The DS participated in the 2000 Vojvodina provincial election and the concurrent 2000 Serbian local elections as part of the Democratic Opposition of Serbia (DOS), a broad and ideologically diverse coalition of parties opposed to the rule of Slobodan Milošević and his allies. Dragan Milošević was elected to the Vojvodina assembly for Novi Sad's seventh division and was also re-elected to the city assembly. The DOS won landslide victories at both levels of government, and Milošević served in both assemblies as an administration supporter. He did not seek re-election at either level of government in 2004.
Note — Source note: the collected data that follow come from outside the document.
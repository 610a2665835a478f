use serde::{Deserialize, Serialize};

use crate::{CANDIDATE_COUNT, NO_ANSWER_INDEX, SUB_QUESTION_COUNT};

/// A quiz topic with exactly ten sub-questions.
#[derive(Debug, Serialize, Deserialize, Clone, PartialEq, Eq)]
pub struct Question {
    pub text: String,
    pub questions: [SubQuestion; SUB_QUESTION_COUNT],
}

/// One prompt with four candidate values.
///
/// `correct_index` is `-1` in the redacted copy sent before the answer is
/// revealed.
#[derive(Debug, Serialize, Deserialize, Clone, PartialEq, Eq)]
#[serde(rename_all = "camelCase")]
pub struct SubQuestion {
    pub key: String,
    pub values: [String; CANDIDATE_COUNT],
    pub correct_index: i32,
}

impl SubQuestion {
    pub fn new(key: impl Into<String>, values: [String; CANDIDATE_COUNT], correct_index: i32) -> Self {
        Self {
            key: key.into(),
            values,
            correct_index,
        }
    }

    pub fn has_valid_index(&self) -> bool {
        (0..CANDIDATE_COUNT as i32).contains(&self.correct_index)
    }
}

impl Question {
    /// Copy of the question with every correct index cleared.
    pub fn redacted(&self) -> Question {
        let mut copy = self.clone();
        for sub_question in copy.questions.iter_mut() {
            sub_question.correct_index = NO_ANSWER_INDEX;
        }
        copy
    }

    pub fn sub_question(&self, answer_id: i32) -> Option<&SubQuestion> {
        usize::try_from(answer_id)
            .ok()
            .and_then(|index| self.questions.get(index))
    }

    /// Every sub-question points at one of its four candidates.
    pub fn is_well_formed(&self) -> bool {
        self.questions.iter().all(SubQuestion::has_valid_index)
    }
}
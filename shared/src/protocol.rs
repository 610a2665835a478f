//! Messages exchanged between the server and its clients.
//!
//! Each message travels as a single JSON object on its own line. The `type`
//! field names the message kind; the remaining fields are camelCase.

use serde::{Deserialize, Serialize};

use crate::question::Question;
use crate::{
    player_disconnected, player_no_answer, player_passes, NO_ANSWER_INDEX, PLAYER_DISCONNECTED,
};

/// Messages sent by the server.
#[derive(Debug, Serialize, Deserialize, Clone, PartialEq)]
#[serde(tag = "type")]
pub enum ServerMessage {
    Joining(Joining),
    Waiting(Waiting),
    Start(Start),
    Answer(Answer),
    Evaluation(Evaluation),
}

/// Messages sent by a client.
#[derive(Debug, Serialize, Deserialize, Clone, PartialEq)]
#[serde(tag = "type")]
pub enum ClientMessage {
    Join(JoinRequest),
    Answer(ClientAnswer),
}

#[derive(Debug, Serialize, Deserialize, Clone, Copy, PartialEq, Eq)]
#[serde(rename_all = "SCREAMING_SNAKE_CASE")]
pub enum RequestType {
    JoinOnlineGame,
    JoinFriendGame,
    CreateFriendGame,
}

#[derive(Debug, Serialize, Deserialize, Clone, Copy, PartialEq, Eq)]
#[serde(rename_all = "SCREAMING_SNAKE_CASE")]
pub enum JoiningResult {
    Joined,
    GameNotFound,
    NameAlreadyJoined,
}

/// First message of every connection.
#[derive(Debug, Serialize, Deserialize, Clone, PartialEq, Eq)]
#[serde(rename_all = "camelCase")]
pub struct JoinRequest {
    pub request_type: RequestType,
    pub player_name: String,
    #[serde(default)]
    pub game_code: Option<String>,
    /// Only meaningful for `CREATE_FRIEND_GAME`.
    #[serde(default)]
    pub player_count: Option<u8>,
}

impl JoinRequest {
    pub fn online(player_name: impl Into<String>) -> Self {
        Self {
            request_type: RequestType::JoinOnlineGame,
            player_name: player_name.into(),
            game_code: None,
            player_count: None,
        }
    }

    pub fn join_friend(player_name: impl Into<String>, game_code: impl Into<String>) -> Self {
        Self {
            request_type: RequestType::JoinFriendGame,
            player_name: player_name.into(),
            game_code: Some(game_code.into()),
            player_count: None,
        }
    }

    pub fn create_friend(player_name: impl Into<String>, player_count: u8) -> Self {
        Self {
            request_type: RequestType::CreateFriendGame,
            player_name: player_name.into(),
            game_code: None,
            player_count: Some(player_count),
        }
    }
}

/// A client's answer to the sub-question it picked, or one of the sentinels.
#[derive(Debug, Serialize, Deserialize, Clone, Copy, PartialEq, Eq)]
#[serde(rename_all = "camelCase")]
pub struct ClientAnswer {
    #[serde(rename = "answerID")]
    pub answer_id: i32,
    pub player_answer_index: i32,
}

impl ClientAnswer {
    pub fn new(answer_id: i32, player_answer_index: i32) -> Self {
        Self {
            answer_id,
            player_answer_index,
        }
    }

    /// The answer synthesized on behalf of a player whose connection failed.
    pub fn disconnected() -> Self {
        Self::new(PLAYER_DISCONNECTED, NO_ANSWER_INDEX)
    }

    pub fn is_pass(&self) -> bool {
        player_passes(self.answer_id)
    }

    pub fn is_disconnect(&self) -> bool {
        player_disconnected(self.answer_id)
    }

    pub fn is_no_answer(&self) -> bool {
        player_no_answer(self.answer_id)
    }
}

#[derive(Debug, Serialize, Deserialize, Clone, PartialEq, Eq)]
#[serde(rename_all = "camelCase")]
pub struct Joining {
    pub joining_result: JoiningResult,
    pub game_code: Option<String>,
    pub player_count: u8,
    /// Lobby creation time in milliseconds since the Unix epoch.
    pub game_foundation: u64,
}

impl Joining {
    pub fn rejected(result: JoiningResult) -> Self {
        Self {
            joining_result: result,
            game_code: None,
            player_count: 0,
            game_foundation: 0,
        }
    }
}

#[derive(Debug, Serialize, Deserialize, Clone, PartialEq, Eq)]
#[serde(rename_all = "camelCase")]
pub struct Waiting {
    pub start_ready: bool,
    pub waiting_players: Vec<WaitingPlayer>,
}

#[derive(Debug, Serialize, Deserialize, Clone, PartialEq, Eq)]
#[serde(rename_all = "camelCase")]
pub struct WaitingPlayer {
    pub player_name: String,
}

/// Who is on move. `my_turn` and `my_score` are filled in per recipient.
#[derive(Debug, Serialize, Deserialize, Clone, PartialEq, Eq)]
#[serde(rename_all = "camelCase")]
pub struct Turn {
    pub player_on_move: Option<String>,
    pub round_players: usize,
    pub game_players: usize,
    #[serde(default)]
    pub my_turn: bool,
    #[serde(default)]
    pub my_score: u32,
}

impl Turn {
    pub fn new(player_on_move: Option<String>, round_players: usize, game_players: usize) -> Self {
        Self {
            player_on_move,
            round_players,
            game_players,
            my_turn: false,
            my_score: 0,
        }
    }

    /// Copy of the turn as seen by one recipient.
    pub fn personalized(&self, player_name: &str, round_score: u32) -> Turn {
        Turn {
            my_turn: self.player_on_move.as_deref() == Some(player_name),
            my_score: round_score,
            ..self.clone()
        }
    }
}

#[derive(Debug, Serialize, Deserialize, Clone, PartialEq, Eq)]
#[serde(rename_all = "camelCase")]
pub struct Start {
    pub round_number: u32,
    pub question: Question,
    pub turn: Turn,
}

#[derive(Debug, Serialize, Deserialize, Clone, PartialEq, Eq)]
#[serde(rename_all = "camelCase")]
pub struct Answer {
    #[serde(rename = "answerID")]
    pub answer_id: i32,
    pub player_name: String,
    pub player_answer_index: i32,
    pub correct_answer_index: i32,
    pub turn: Turn,
}

#[derive(Debug, Serialize, Deserialize, Clone, PartialEq, Eq)]
#[serde(rename_all = "camelCase")]
pub struct Evaluation {
    pub solved_question: Question,
    pub player_scores: Vec<PlayerScore>,
    pub game_over: bool,
}

#[derive(Debug, Serialize, Deserialize, Clone, PartialEq, Eq)]
pub struct PlayerScore {
    pub name: String,
    pub score: u32,
}
//! Wire protocol and game constants shared by the trivia server and its clients.
//!
//! Everything that both ends of a connection must agree on lives here: the
//! timing table used to compute answer deadlines, the reserved answer
//! sentinels, the question model and the tagged JSON messages exchanged over
//! the line-based TCP protocol.

use std::time::Duration;

pub mod codec;
pub mod protocol;
pub mod question;

pub use codec::{CodecError, Expected, FrameAssembler, LineBuffer, ProtocolError};
pub use protocol::{
    Answer, ClientAnswer, ClientMessage, Evaluation, JoinRequest, Joining, JoiningResult,
    PlayerScore, RequestType, ServerMessage, Start, Turn, Waiting, WaitingPlayer,
};
pub use question::{Question, SubQuestion};

pub const DEFAULT_PORT: u16 = 4444;

/// How long a lobby may wait for players before it expires.
pub const WAITING_TIME: Duration = Duration::from_secs(60);
/// Time a player has to pick an answer once the answer screen is shown.
pub const ANSWER_TIME: Duration = Duration::from_secs(30);
/// Grace added to every deadline to absorb network latency.
pub const EXTRA_TIME: Duration = Duration::from_millis(1_500);

pub const PLAYER_PASSES: i32 = -1;
pub const PLAYER_PASSES_WITHOUT_ACTIVITY: i32 = -10;
pub const PLAYER_DISCONNECTED: i32 = -100;
/// Sent in place of both indices when no real answer was given.
pub const NO_ANSWER_INDEX: i32 = -1;

pub const MAX_SCORE: u32 = 20;
pub const MAX_NO_ACTIVITY: u32 = 3;

pub const SUB_QUESTION_COUNT: usize = 10;
pub const CANDIDATE_COUNT: usize = 4;

pub const ONLINE_PLAYER_COUNT: u8 = 2;
pub const MIN_FRIEND_PLAYERS: u8 = 2;
pub const MAX_FRIEND_PLAYERS: u8 = 5;
pub const GAME_CODE_LENGTH: usize = 8;

/// Upper bound for a single line or an assembled frame.
pub const MAX_FRAME_LEN: usize = 64 * 1024;

/// Screens the client walks through. Each has a fixed duration that the
/// server folds into its answer deadlines.
#[derive(Debug, Clone, Copy, PartialEq, Eq)]
pub enum GamePhase {
    GameJoining,
    WaitingForPlayers,
    GameStart,
    RoundStart,
    RoundPlayer,
    PlayerAnswers,
    ShowAnswerWaiting,
    ShowAnswer,
    ShowAnswers,
    RoundEnd,
    GameEnd,
}

impl GamePhase {
    pub fn scene_time(self) -> Duration {
        match self {
            GamePhase::GameJoining => EXTRA_TIME * 2,
            GamePhase::WaitingForPlayers => WAITING_TIME,
            GamePhase::GameStart => Duration::from_secs(3),
            GamePhase::RoundStart => Duration::from_secs(3),
            GamePhase::RoundPlayer => Duration::from_secs(3),
            GamePhase::PlayerAnswers => ANSWER_TIME,
            GamePhase::ShowAnswerWaiting => EXTRA_TIME * 2,
            GamePhase::ShowAnswer => Duration::from_secs(3),
            GamePhase::ShowAnswers => Duration::from_secs(10),
            GamePhase::RoundEnd => Duration::from_secs(5),
            GamePhase::GameEnd => WAITING_TIME - Duration::from_secs(20),
        }
    }
}

/// Deadline for the first answer of a round.
///
/// Round one is preceded by the game start screen; every later round by the
/// evaluation screens of the previous round.
pub fn round_answer_time(round_number: u32) -> Duration {
    use GamePhase::*;

    let lead_in = if round_number <= 1 {
        GameStart.scene_time()
    } else {
        ShowAnswer.scene_time() + ShowAnswers.scene_time() + RoundEnd.scene_time()
    };
    lead_in + RoundStart.scene_time() + RoundPlayer.scene_time() + ANSWER_TIME
}

/// Deadline for every answer after the first one in a round.
pub fn regular_answer_time() -> Duration {
    GamePhase::ShowAnswer.scene_time() + GamePhase::RoundPlayer.scene_time() + ANSWER_TIME
}

pub fn player_passes(answer_id: i32) -> bool {
    answer_id == PLAYER_PASSES || answer_id == PLAYER_PASSES_WITHOUT_ACTIVITY
}

pub fn player_disconnected(answer_id: i32) -> bool {
    answer_id == PLAYER_DISCONNECTED
}

/// True for any of the three sentinels standing in for "no real answer".
pub fn player_no_answer(answer_id: i32) -> bool {
    player_passes(answer_id) || player_disconnected(answer_id)
}
use clap::{Parser, ValueEnum};
use log::{info, warn};
use rand::Rng;
use shared::codec::{decode_server, encode};
use shared::{
    ClientAnswer, ClientMessage, JoinRequest, JoiningResult, ServerMessage,
    CANDIDATE_COUNT, DEFAULT_PORT, NO_ANSWER_INDEX, PLAYER_PASSES, SUB_QUESTION_COUNT,
};
use std::time::Duration;
use tokio::io::{AsyncBufReadExt, AsyncWriteExt, BufReader};
use tokio::net::TcpStream;
use tokio::time::sleep;

#[derive(Debug, Clone, Copy, ValueEnum)]
enum Mode {
    Online,
    Join,
    Create,
}

/// Scripted player for smoke testing a running server
#[derive(Parser, Debug)]
#[clap(author, version, about)]
struct Args {
    /// Server address
    #[clap(short = 'H', long, default_value = "127.0.0.1")]
    host: String,
    /// Server port
    #[clap(short, long, default_value_t = DEFAULT_PORT)]
    port: u16,
    /// How to enter a game
    #[clap(short, long, value_enum, default_value = "online")]
    mode: Mode,
    /// Player name
    #[clap(short, long, default_value = "bot")]
    name: String,
    /// Friend game code, for `--mode join`
    #[clap(short, long)]
    code: Option<String>,
    /// Friend game size, for `--mode create`
    #[clap(long, default_value_t = 2)]
    players: u8,
    /// Probability of passing instead of answering
    #[clap(long, default_value_t = 0.1)]
    pass_probability: f64,
    /// Delay before each answer in milliseconds
    #[clap(long, default_value_t = 500)]
    think_ms: u64,
}

/// Sub-questions answered so far in the current round
struct Board {
    answered: [bool; SUB_QUESTION_COUNT],
}

impl Board {
    fn new() -> Self {
        Self {
            answered: [false; SUB_QUESTION_COUNT],
        }
    }

    fn reset(&mut self) {
        self.answered = [false; SUB_QUESTION_COUNT];
    }

    fn mark(&mut self, answer_id: i32) {
        if let Some(flag) = usize::try_from(answer_id)
            .ok()
            .and_then(|index| self.answered.get_mut(index))
        {
            *flag = true;
        }
    }

    fn choose(&self, pass_probability: f64) -> ClientAnswer {
        let mut rng = rand::thread_rng();
        let open = self.answered.iter().position(|answered| !answered);

        match open {
            Some(index) if !rng.gen_bool(pass_probability.clamp(0.0, 1.0)) => {
                let pick = rng.gen_range(0..CANDIDATE_COUNT) as i32;
                ClientAnswer::new(index as i32, pick)
            }
            _ => ClientAnswer::new(PLAYER_PASSES, NO_ANSWER_INDEX),
        }
    }
}

#[tokio::main]
async fn main() -> Result<(), Box<dyn std::error::Error + Send + Sync>> {
    env_logger::Builder::from_env(env_logger::Env::default().default_filter_or("info")).init();
    let args = Args::parse();

    let address = format!("{}:{}", args.host, args.port);
    let stream = TcpStream::connect(&address).await?;
    info!("Connected to {}", address);

    let (reader, mut writer) = stream.into_split();
    let mut lines = BufReader::new(reader).lines();

    let request = match args.mode {
        Mode::Online => JoinRequest::online(&args.name),
        Mode::Join => JoinRequest::join_friend(&args.name, args.code.clone().unwrap_or_default()),
        Mode::Create => JoinRequest::create_friend(&args.name, args.players),
    };
    let line = encode(&ClientMessage::Join(request))?;
    writer.write_all(format!("{}\n", line).as_bytes()).await?;

    let mut board = Board::new();

    while let Some(line) = lines.next_line().await? {
        let message = match decode_server(&line) {
            Ok(message) => message,
            Err(e) => {
                warn!("Unreadable message from server: {}", e);
                continue;
            }
        };

        let my_turn = match message {
            ServerMessage::Joining(joining) => {
                info!(
                    "Joining: {:?}, code {:?}, {} players",
                    joining.joining_result, joining.game_code, joining.player_count
                );
                if joining.joining_result != JoiningResult::Joined {
                    break;
                }
                false
            }
            ServerMessage::Waiting(waiting) => {
                let names: Vec<_> = waiting
                    .waiting_players
                    .iter()
                    .map(|player| player.player_name.as_str())
                    .collect();
                info!("Waiting ({}): {:?}", waiting.start_ready, names);
                false
            }
            ServerMessage::Start(start) => {
                info!("Round {}: {}", start.round_number, start.question.text);
                board.reset();
                start.turn.my_turn
            }
            ServerMessage::Answer(answer) => {
                info!(
                    "{} answered {} with {} (correct {}), next {:?}",
                    answer.player_name,
                    answer.answer_id,
                    answer.player_answer_index,
                    answer.correct_answer_index,
                    answer.turn.player_on_move
                );
                board.mark(answer.answer_id);
                answer.turn.my_turn
            }
            ServerMessage::Evaluation(evaluation) => {
                for score in &evaluation.player_scores {
                    info!("  {}: {}", score.name, score.score);
                }
                if evaluation.game_over {
                    info!("Game over");
                    break;
                }
                false
            }
        };

        if my_turn {
            sleep(Duration::from_millis(args.think_ms)).await;
            let answer = board.choose(args.pass_probability);
            info!("Answering {:?}", answer);
            let line = encode(&ClientMessage::Answer(answer))?;
            writer.write_all(format!("{}\n", line).as_bytes()).await?;
        }
    }

    info!("Test client finished");
    Ok(())
}
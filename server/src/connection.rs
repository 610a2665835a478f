//! Per-socket connection service
//!
//! Each accepted socket is driven by one task that:
//! - Writes queued outbound lines in the order they were queued, from its
//!   own writer task
//! - Reads inbound lines only while a message is expected
//! - Fires a timeout when the expected message misses its deadline
//!
//! The task never interprets the lines it moves. Whoever owns the
//! [`ConnectionHandle`] queues output and arms deadlines; whoever owns the
//! event receiver gets each inbound line, or a single failure event when the
//! connection dies while a message was expected.

use log::{debug, info, warn};
use shared::{LineBuffer, EXTRA_TIME, MAX_FRAME_LEN};
use std::fmt;
use std::net::SocketAddr;
use std::time::Duration;
use tokio::io::{AsyncRead, AsyncReadExt, AsyncWrite, AsyncWriteExt};
use tokio::sync::mpsc;
use tokio::time::{sleep_until, Instant};

/// How long a closing connection may spend flushing queued output
const FLUSH_TIMEOUT: Duration = Duration::from_secs(5);

/// Commands accepted by the connection task
#[derive(Debug)]
pub enum ConnectionCommand {
    /// Queue one line for sending
    Send(String),
    /// Expect an inbound line within `timeout` plus the protocol grace
    Expect(Duration),
    /// Keep waiting under the current deadline after a partial frame
    Resume,
    /// Drop the current expectation
    Confirm,
    /// Flush everything queued so far, then close
    Close,
}

/// Why a connection stopped while a message was expected
#[derive(Debug, Clone, PartialEq, Eq)]
pub enum Failure {
    Timeout,
    Closed,
    Io(String),
    LineTooLong,
}

impl fmt::Display for Failure {
    fn fmt(&self, f: &mut fmt::Formatter<'_>) -> fmt::Result {
        match self {
            Failure::Timeout => write!(f, "message timeout"),
            Failure::Closed => write!(f, "connection closed by peer"),
            Failure::Io(e) => write!(f, "i/o error: {}", e),
            Failure::LineTooLong => write!(f, "inbound line too long"),
        }
    }
}

/// Events delivered to the owner of the connection
#[derive(Debug, Clone, PartialEq, Eq)]
pub enum ConnectionEvent {
    Line(String),
    Error(Failure),
}

/// Cloneable sending side of a connection
#[derive(Debug, Clone)]
pub struct ConnectionHandle {
    commands: mpsc::UnboundedSender<ConnectionCommand>,
}

impl ConnectionHandle {
    pub fn new(commands: mpsc::UnboundedSender<ConnectionCommand>) -> Self {
        Self { commands }
    }

    /// Queues a line. Returns false once the connection is gone.
    pub fn send_line(&self, line: String) -> bool {
        self.commands.send(ConnectionCommand::Send(line)).is_ok()
    }

    /// Arms the receive deadline. Returns false once the connection is gone,
    /// in which case no event will ever follow.
    pub fn expect_message(&self, timeout: Duration) -> bool {
        self.commands.send(ConnectionCommand::Expect(timeout)).is_ok()
    }

    pub fn resume(&self) -> bool {
        self.commands.send(ConnectionCommand::Resume).is_ok()
    }

    pub fn confirm(&self) -> bool {
        self.commands.send(ConnectionCommand::Confirm).is_ok()
    }

    pub fn close(&self) {
        let _ = self.commands.send(ConnectionCommand::Close);
    }

    pub fn is_open(&self) -> bool {
        !self.commands.is_closed()
    }
}

/// Connection service owning one socket
pub struct Connection<S> {
    stream: S,
    peer: SocketAddr,
    commands: mpsc::UnboundedReceiver<ConnectionCommand>,
    events: mpsc::UnboundedSender<ConnectionEvent>,
}

impl<S> Connection<S>
where
    S: AsyncRead + AsyncWrite + Unpin + Send + 'static,
{
    pub fn new(
        stream: S,
        peer: SocketAddr,
    ) -> (Self, ConnectionHandle, mpsc::UnboundedReceiver<ConnectionEvent>) {
        let (command_tx, command_rx) = mpsc::unbounded_channel();
        let (event_tx, event_rx) = mpsc::unbounded_channel();

        let connection = Connection {
            stream,
            peer,
            commands: command_rx,
            events: event_tx,
        };
        (connection, ConnectionHandle::new(command_tx), event_rx)
    }

    /// Spawns the connection task on the current runtime
    pub fn spawn(self) -> tokio::task::JoinHandle<()> {
        tokio::spawn(self.run())
    }

    /// Drives the socket until it fails, times out or is closed
    ///
    /// Each delivered line consumes the current expectation, so at most one
    /// line is in flight towards the owner at a time. Lines that arrive
    /// early stay buffered until the next expectation is armed.
    pub async fn run(self) {
        let Connection {
            stream,
            peer,
            mut commands,
            events,
        } = self;
        let (mut reader, writer) = tokio::io::split(stream);
        let (outbound, queued) = mpsc::unbounded_channel();
        let mut writer_task = tokio::spawn(write_lines(writer, queued));
        let mut writer_done = false;

        let mut lines = LineBuffer::new();
        let mut buffer = [0u8; 2048];
        let mut deadline: Option<Instant> = None;
        let mut armed = false;
        let mut failure: Option<Failure> = None;

        loop {
            if armed {
                if let Some(line) = lines.next_line() {
                    debug!("Received message from {}: {}", peer, line);
                    armed = false;
                    if events.send(ConnectionEvent::Line(line)).is_err() {
                        break;
                    }
                    continue;
                }
            }

            let wake_at = deadline.unwrap_or_else(Instant::now);

            tokio::select! {
                biased;

                command = commands.recv() => match command {
                    Some(ConnectionCommand::Send(line)) => {
                        debug!("Sending message to {}: {}", peer, line);
                        // a dead writer shows up in the branch below
                        let _ = outbound.send(line);
                    }
                    Some(ConnectionCommand::Expect(timeout)) => {
                        deadline = Some(Instant::now() + EXTRA_TIME + timeout);
                        armed = true;
                    }
                    Some(ConnectionCommand::Resume) => {
                        armed = deadline.is_some();
                    }
                    Some(ConnectionCommand::Confirm) => {
                        deadline = None;
                        armed = false;
                    }
                    Some(ConnectionCommand::Close) | None => {
                        debug!("Closing connection to {}", peer);
                        break;
                    }
                },

                written = &mut writer_task, if !writer_done => {
                    writer_done = true;
                    let reason = match written {
                        Ok(Ok(())) => "writer stopped".to_string(),
                        Ok(Err(e)) => e.to_string(),
                        Err(e) => e.to_string(),
                    };
                    failure = Some(Failure::Io(reason));
                    break;
                }

                _ = sleep_until(wake_at), if armed && deadline.is_some() => {
                    failure = Some(Failure::Timeout);
                    break;
                }

                read = reader.read(&mut buffer), if armed => match read {
                    Ok(0) => {
                        failure = Some(Failure::Closed);
                        break;
                    }
                    Ok(n) => {
                        lines.extend(&buffer[..n]);
                        if lines.pending_len() > MAX_FRAME_LEN {
                            failure = Some(Failure::LineTooLong);
                            break;
                        }
                    }
                    Err(e) => {
                        failure = Some(Failure::Io(e.to_string()));
                        break;
                    }
                },
            }
        }

        // A deadline armed after we stopped must still be answered.
        commands.close();
        while let Ok(command) = commands.try_recv() {
            if matches!(command, ConnectionCommand::Expect(_)) {
                armed = true;
                failure.get_or_insert(Failure::Closed);
            }
        }

        match failure {
            Some(failure) if armed => {
                warn!("Connection error with {}: {}", peer, failure);
                let _ = events.send(ConnectionEvent::Error(failure));
            }
            Some(failure) => info!("Connection to {} stopped: {}", peer, failure),
            None => info!("Connection to {} closed", peer),
        }

        drop(outbound);
        if !writer_done
            && tokio::time::timeout(FLUSH_TIMEOUT, &mut writer_task)
                .await
                .is_err()
        {
            warn!("Dropping unsent output to {}", peer);
            writer_task.abort();
        }
    }
}

/// Writes queued lines until the queue closes, then shuts the stream down.
async fn write_lines<W>(
    mut writer: W,
    mut queued: mpsc::UnboundedReceiver<String>,
) -> std::io::Result<()>
where
    W: AsyncWrite + Unpin,
{
    while let Some(line) = queued.recv().await {
        write_line(&mut writer, &line).await?;
    }
    writer.shutdown().await
}

async fn write_line<W>(writer: &mut W, line: &str) -> std::io::Result<()>
where
    W: AsyncWrite + Unpin,
{
    writer.write_all(line.as_bytes()).await?;
    writer.write_all(b"\n").await?;
    writer.flush().await
}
Milošević appeared on the DS's electoral list for Novi Sad in the 2008 Serbian local elections, although he was not given a mandate afterwards.

==Administrator==
Milošević has served two terms as director of the preschool institution Radosno detinjstvo, including a brief term as acting director in 2012. In August 2012, he said that austerity measures would need to be introduced because of pressing debts. The following month, he was reassigned as director of Novi Sad's Gerontology Centre.

==Electoral record==
===Provincial (Vojvodina)===

2000 Vojvodina provincial election: Novi Sad Division 7
| Candidate |  | Party | First round |  | Second round |  |
| Votes | % | Votes | % |
|  | Dragan Milošević | Democratic Opposition of Serbia (Affiliation: Democratic Party) |  | 47.47 |  | 63.55 |
|  | Rade Bajić | Socialist Party of Serbia–Yugoslav Left (Affiliation: Socialist Party of Serbia) |  | 30.55 |  | 23.28 |
|  | Milorad Mirčić | Serbian Radical Party |  | ? |  | 11.24 |
|  | other candidates? |  |  |  |  |  |
| Total |  |  |  |  |  |  |
Source: All percentages listed are preliminary.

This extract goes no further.